• WORK INSTRUCTIONS:
Copy each line of the entries below that contains the string "position".

Collected data
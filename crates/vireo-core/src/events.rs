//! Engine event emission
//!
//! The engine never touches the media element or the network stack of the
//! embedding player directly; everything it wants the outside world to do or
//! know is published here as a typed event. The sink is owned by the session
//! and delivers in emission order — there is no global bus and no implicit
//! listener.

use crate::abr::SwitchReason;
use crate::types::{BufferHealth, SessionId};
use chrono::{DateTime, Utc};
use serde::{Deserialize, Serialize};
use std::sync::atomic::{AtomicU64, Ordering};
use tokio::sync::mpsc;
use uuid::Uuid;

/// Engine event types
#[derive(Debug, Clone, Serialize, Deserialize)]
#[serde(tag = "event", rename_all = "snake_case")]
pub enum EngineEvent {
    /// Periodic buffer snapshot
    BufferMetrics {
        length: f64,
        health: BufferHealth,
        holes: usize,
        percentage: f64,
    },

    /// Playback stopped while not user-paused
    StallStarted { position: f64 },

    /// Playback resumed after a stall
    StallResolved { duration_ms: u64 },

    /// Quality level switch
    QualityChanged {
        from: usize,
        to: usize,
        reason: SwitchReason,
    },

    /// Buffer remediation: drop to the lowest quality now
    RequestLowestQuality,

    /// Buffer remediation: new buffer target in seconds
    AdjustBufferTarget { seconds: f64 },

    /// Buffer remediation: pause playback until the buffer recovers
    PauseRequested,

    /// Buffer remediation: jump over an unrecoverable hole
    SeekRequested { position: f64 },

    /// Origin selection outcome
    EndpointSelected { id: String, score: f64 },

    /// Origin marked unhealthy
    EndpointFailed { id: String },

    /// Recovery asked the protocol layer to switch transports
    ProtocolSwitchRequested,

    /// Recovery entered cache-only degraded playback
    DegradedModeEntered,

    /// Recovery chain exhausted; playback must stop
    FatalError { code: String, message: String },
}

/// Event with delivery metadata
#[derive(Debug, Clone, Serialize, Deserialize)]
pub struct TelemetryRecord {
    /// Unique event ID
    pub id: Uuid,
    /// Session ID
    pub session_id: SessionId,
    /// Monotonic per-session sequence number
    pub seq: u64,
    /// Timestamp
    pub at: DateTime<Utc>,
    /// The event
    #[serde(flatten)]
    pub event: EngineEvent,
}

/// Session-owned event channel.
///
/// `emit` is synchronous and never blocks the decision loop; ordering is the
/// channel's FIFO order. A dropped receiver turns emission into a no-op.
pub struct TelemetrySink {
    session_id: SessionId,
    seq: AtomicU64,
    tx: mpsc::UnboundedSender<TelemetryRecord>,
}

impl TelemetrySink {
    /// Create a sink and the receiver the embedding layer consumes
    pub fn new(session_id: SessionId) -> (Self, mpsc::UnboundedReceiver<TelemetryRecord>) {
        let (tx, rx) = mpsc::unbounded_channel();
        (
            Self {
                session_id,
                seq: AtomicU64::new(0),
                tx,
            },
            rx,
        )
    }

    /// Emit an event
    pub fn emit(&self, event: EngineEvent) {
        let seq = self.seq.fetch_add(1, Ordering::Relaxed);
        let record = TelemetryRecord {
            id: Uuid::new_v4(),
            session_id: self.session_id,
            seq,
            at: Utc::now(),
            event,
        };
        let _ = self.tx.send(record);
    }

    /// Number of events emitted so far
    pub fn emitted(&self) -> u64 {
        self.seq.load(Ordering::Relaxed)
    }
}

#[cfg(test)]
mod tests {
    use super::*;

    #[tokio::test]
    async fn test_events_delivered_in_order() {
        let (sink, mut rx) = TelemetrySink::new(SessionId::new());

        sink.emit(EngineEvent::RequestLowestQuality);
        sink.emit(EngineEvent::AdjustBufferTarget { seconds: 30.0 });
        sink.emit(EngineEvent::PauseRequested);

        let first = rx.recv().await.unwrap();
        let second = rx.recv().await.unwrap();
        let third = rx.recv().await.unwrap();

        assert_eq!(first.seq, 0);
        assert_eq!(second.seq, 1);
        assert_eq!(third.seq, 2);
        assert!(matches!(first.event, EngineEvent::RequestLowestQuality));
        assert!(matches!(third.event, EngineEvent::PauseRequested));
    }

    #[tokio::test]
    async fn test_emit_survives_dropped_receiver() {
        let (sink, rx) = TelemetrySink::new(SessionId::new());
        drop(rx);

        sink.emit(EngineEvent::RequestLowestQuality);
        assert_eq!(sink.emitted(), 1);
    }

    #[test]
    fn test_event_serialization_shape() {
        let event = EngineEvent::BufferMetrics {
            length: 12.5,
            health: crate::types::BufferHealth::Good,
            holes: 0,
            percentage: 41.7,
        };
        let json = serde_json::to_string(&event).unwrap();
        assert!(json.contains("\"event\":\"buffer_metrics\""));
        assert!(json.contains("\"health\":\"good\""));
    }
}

• RESPONSE:
    StallStarted { position: f64 },
    SeekRequested { position: f64 },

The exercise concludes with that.